D’altro canto, la stima fiscale dell’Esecutivo potrebbe rivelarsi insufficiente se l’adesione fosse elevata, mettendo sotto pressione i conti pubblici in un momento in cui il costo dei sistemi sociali già grava sul bilancio. Inoltre, ricordava il Times, esiste una dimensione di equità e narrativa pubblica: promuovere il lavoro più a lungo è politicamente delicato quando ci sono settori con occupazione precaria o salari stagnanti.

Pragmatismo con dubbi. In definitiva, il piano di consentire 2.000 euro esenti da imposte ai pensionati che lavorano è, in sostanza, una risposta pragmatica e tecnocratica a uno shock demografico e alla mancanza di manodopera qualificata: cerca di monetizzare l’esperienza, sostenere i contributi e guadagnare forza economica senza ricorrere esclusivamente all’immigrazione di massa o a bruschi aumenti dell’orario di lavoro.
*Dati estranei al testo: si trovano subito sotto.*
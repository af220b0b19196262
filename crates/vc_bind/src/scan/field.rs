use alloc::vec::Vec;

use crate::class::Class;
use crate::descriptor::{Access, BaseDescriptor, ClassDescriptor, DefaultDescriptor, DefaultType};
use crate::scan::{Contact, annotation_of};

/// Collects the field contacts declared directly on one struct.
pub struct FieldScanner;

impl FieldScanner {
    /// `path` leads from the scanned type to `owner`.
    pub fn scan(
        descriptor: &ClassDescriptor,
        owner: &'static Class,
        default: Option<&DefaultDescriptor>,
        path: &[BaseDescriptor],
    ) -> Vec<Contact> {
        descriptor
            .members()
            .iter()
            .filter(|member| matches!(member.access(), Access::Field { .. }))
            .filter_map(|member| {
                let annotation = annotation_of(member, default, DefaultType::Field)?;
                Some(Contact::new(
                    member.name(),
                    member.class(),
                    owner,
                    annotation,
                    *member.access(),
                    path.to_vec(),
                    member.namespace().copied(),
                    member.since(),
                ))
            })
            .collect()
    }
}
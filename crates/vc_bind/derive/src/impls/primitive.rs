use proc_macro2::TokenStream;
use quote::quote;

use crate::derive_data::XmlEnum;
use crate::impls::impl_typed;

/// A unit enum is a primitive written as the text of its variant.
pub(crate) fn impl_primitive(xml_enum: &XmlEnum) -> TokenStream {
    let meta = &xml_enum.meta;
    let vc_bind_path = meta.vc_bind_path();
    let class_ = crate::path::class_(vc_bind_path);
    let macro_exports_ = crate::path::macro_exports_(vc_bind_path);
    let type_tokens = meta.type_tokens();
    let name = meta.ident().to_string();

    let idents: Vec<_> = xml_enum.variants.iter().map(|variant| variant.ident).collect();
    let texts: Vec<_> = xml_enum.variants.iter().map(|variant| &variant.text).collect();

    let class_tokens = quote! {
        #class_::Class::Primitive(#class_::PrimitiveInfo::new(
            #type_tokens,
            |text| match text {
                #(#texts => ::core::result::Result::Ok(::std::boxed::Box::new(Self::#idents)),)*
                _ => ::core::result::Result::Err(
                    #macro_exports_::unknown_variant(text, #name),
                ),
            },
            |value| {
                value.downcast_ref::<Self>().map(|value| {
                    ::std::string::String::from(match value {
                        #(Self::#idents => #texts,)*
                    })
                })
            },
        ))
    };

    impl_typed(meta, &meta.bounded_generics(&[], &[]), class_tokens)
}
use alloc::boxed::Box;
use alloc::vec::Vec;

use crate::Bind;
use crate::class::{Class, Type};

// -----------------------------------------------------------------------------
// ListInfo

/// A growable sequence: `Vec`, `VecDeque`, `BTreeSet` or `HashSet`.
///
/// # Examples
///
/// ```
/// use vc_bind::class::Typed;
///
/// let info = <Vec<i32> as Typed>::class().as_list().unwrap();
/// let mut list = info.create();
/// info.push(&mut *list, Box::new(3_i32)).unwrap();
///
/// assert_eq!(info.len(&*list), 1);
/// assert!(info.item().ty().is::<i32>());
/// ```
#[derive(Clone, Debug)]
pub struct ListInfo {
    ty: Type,
    // Created on first visit; items may refer back to the enclosing type.
    item: fn() -> &'static Class,
    create: fn() -> Box<dyn Bind>,
    push: fn(&mut dyn Bind, Box<dyn Bind>) -> Result<(), Box<dyn Bind>>,
    items: fn(&dyn Bind) -> Vec<&dyn Bind>,
}

impl ListInfo {
    #[inline]
    pub const fn new(
        ty: Type,
        item: fn() -> &'static Class,
        create: fn() -> Box<dyn Bind>,
        push: fn(&mut dyn Bind, Box<dyn Bind>) -> Result<(), Box<dyn Bind>>,
        items: fn(&dyn Bind) -> Vec<&dyn Bind>,
    ) -> Self {
        Self {
            ty,
            item,
            create,
            push,
            items,
        }
    }

    #[inline]
    pub const fn ty(&self) -> &Type {
        &self.ty
    }

    #[inline]
    pub fn item(&self) -> &'static Class {
        (self.item)()
    }

    /// Creates an empty list.
    #[inline]
    pub fn create(&self) -> Box<dyn Bind> {
        (self.create)()
    }

    /// Appends an item, returning it back if the list or item type differs.
    #[inline]
    pub fn push(&self, list: &mut dyn Bind, item: Box<dyn Bind>) -> Result<(), Box<dyn Bind>> {
        (self.push)(list, item)
    }

    /// The items in iteration order.
    #[inline]
    pub fn items<'a>(&self, list: &'a dyn Bind) -> Vec<&'a dyn Bind> {
        (self.items)(list)
    }

    #[inline]
    pub fn len(&self, list: &dyn Bind) -> usize {
        (self.items)(list).len()
    }
}
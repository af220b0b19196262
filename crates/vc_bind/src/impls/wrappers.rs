use alloc::boxed::Box;
use alloc::rc::Rc;
use alloc::sync::Arc;

use crate::Bind;
use crate::class::{Class, GenericClassCell, OptionalInfo, SharedInfo, Type, Typed};

impl<T: Typed> Typed for Option<T> {
    fn class() -> &'static Class {
        static CELL: GenericClassCell = GenericClassCell::new();
        CELL.get_or_insert::<Self>(|| {
            Class::Optional(OptionalInfo::new(
                Type::named::<Self>("Option"),
                T::class,
                |option| {
                    option
                        .downcast_ref::<Option<T>>()?
                        .as_ref()
                        .map(|value| value as &dyn Bind)
                },
                |value| Ok(Box::new(Some(value.take::<T>()?))),
                || Box::new(None::<T>),
            ))
        })
    }
}

macro_rules! impl_shared {
    ($ty:ident, $name:literal) => {
        impl<T: Typed> Typed for $ty<T> {
            fn class() -> &'static Class {
                static CELL: GenericClassCell = GenericClassCell::new();
                CELL.get_or_insert::<Self>(|| {
                    Class::Shared(SharedInfo::new(
                        Type::named::<Self>($name),
                        T::class,
                        |pointer| {
                            let pointer = pointer.downcast_ref::<$ty<T>>()?;
                            Some(&**pointer as &dyn Bind)
                        },
                        |value| Ok(Box::new($ty::new(value.take::<T>()?))),
                        |pointer| {
                            let pointer = pointer.downcast_ref::<$ty<T>>()?;
                            Some(Box::new($ty::clone(pointer)))
                        },
                        |pointer| {
                            let pointer = pointer.downcast_ref::<$ty<T>>()?;
                            Some($ty::as_ptr(pointer) as *const () as usize)
                        },
                    ))
                })
            }
        }
    };
}

impl_shared!(Rc, "Rc");
impl_shared!(Arc, "Arc");

#[cfg(test)]
mod tests {
    use alloc::rc::Rc;

    use crate::Bind;
    use crate::class::{Class, Typed};

    #[test]
    fn shared_identity() {
        let info = <Rc<String> as Typed>::class().as_shared().unwrap();
        let first: Box<dyn Bind> = Box::new(Rc::new(String::from("x")));
        let second = info.share(&*first).unwrap();
        assert_eq!(info.address(&*first), info.address(&*second));

        let other: Box<dyn Bind> = Box::new(Rc::new(String::from("x")));
        assert_ne!(info.address(&*first), info.address(&*other));
    }

    #[test]
    fn actual_looks_through_wrappers() {
        let value: Option<Rc<u8>> = Some(Rc::new(3));
        let actual = Class::actual(&value).unwrap();
        assert_eq!(actual.downcast_ref::<u8>(), Some(&3));
        assert!(Class::actual(&None::<u8>).is_none());
    }
}
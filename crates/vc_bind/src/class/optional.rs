use alloc::boxed::Box;

use crate::Bind;
use crate::class::{Class, Type};

// -----------------------------------------------------------------------------
// OptionalInfo

/// `Option<T>`, the only class with a null value.
#[derive(Clone, Debug)]
pub struct OptionalInfo {
    ty: Type,
    inner: fn() -> &'static Class,
    get: fn(&dyn Bind) -> Option<&dyn Bind>,
    some: fn(Box<dyn Bind>) -> Result<Box<dyn Bind>, Box<dyn Bind>>,
    none: fn() -> Box<dyn Bind>,
}

impl OptionalInfo {
    #[inline]
    pub const fn new(
        ty: Type,
        inner: fn() -> &'static Class,
        get: fn(&dyn Bind) -> Option<&dyn Bind>,
        some: fn(Box<dyn Bind>) -> Result<Box<dyn Bind>, Box<dyn Bind>>,
        none: fn() -> Box<dyn Bind>,
    ) -> Self {
        Self {
            ty,
            inner,
            get,
            some,
            none,
        }
    }

    #[inline]
    pub const fn ty(&self) -> &Type {
        &self.ty
    }

    #[inline]
    pub fn inner(&self) -> &'static Class {
        (self.inner)()
    }

    /// The contained value of a `Some`.
    #[inline]
    pub fn get<'a>(&self, option: &'a dyn Bind) -> Option<&'a dyn Bind> {
        (self.get)(option)
    }

    /// Wraps a value of the inner class in `Some`.
    #[inline]
    pub fn some(&self, value: Box<dyn Bind>) -> Result<Box<dyn Bind>, Box<dyn Bind>> {
        (self.some)(value)
    }

    #[inline]
    pub fn none(&self) -> Box<dyn Bind> {
        (self.none)()
    }
}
Tuttavia, il suo successo dipenderà dall’entità dell’adesione, da come sarà combinato con altre politiche del lavoro (formazione, conciliazione, ridistribuzione del lavoro a tempo parziale) e dall’onestà delle proiezioni fiscali: se l’adesione sarà elevata, il costo potrebbe avvicinarsi alle cifre più pessimistiche, e se sarà moderata, l’iniziativa potrà diventare un rispettabile esercizio di adeguamento istituzionale che contribuirà ad allungare la vita attiva di molti e ad attenuare, in parte, il costo dell’invecchiamento. Uno scenario sconosciuto che anche il Giappone sta prendendo in considerazione.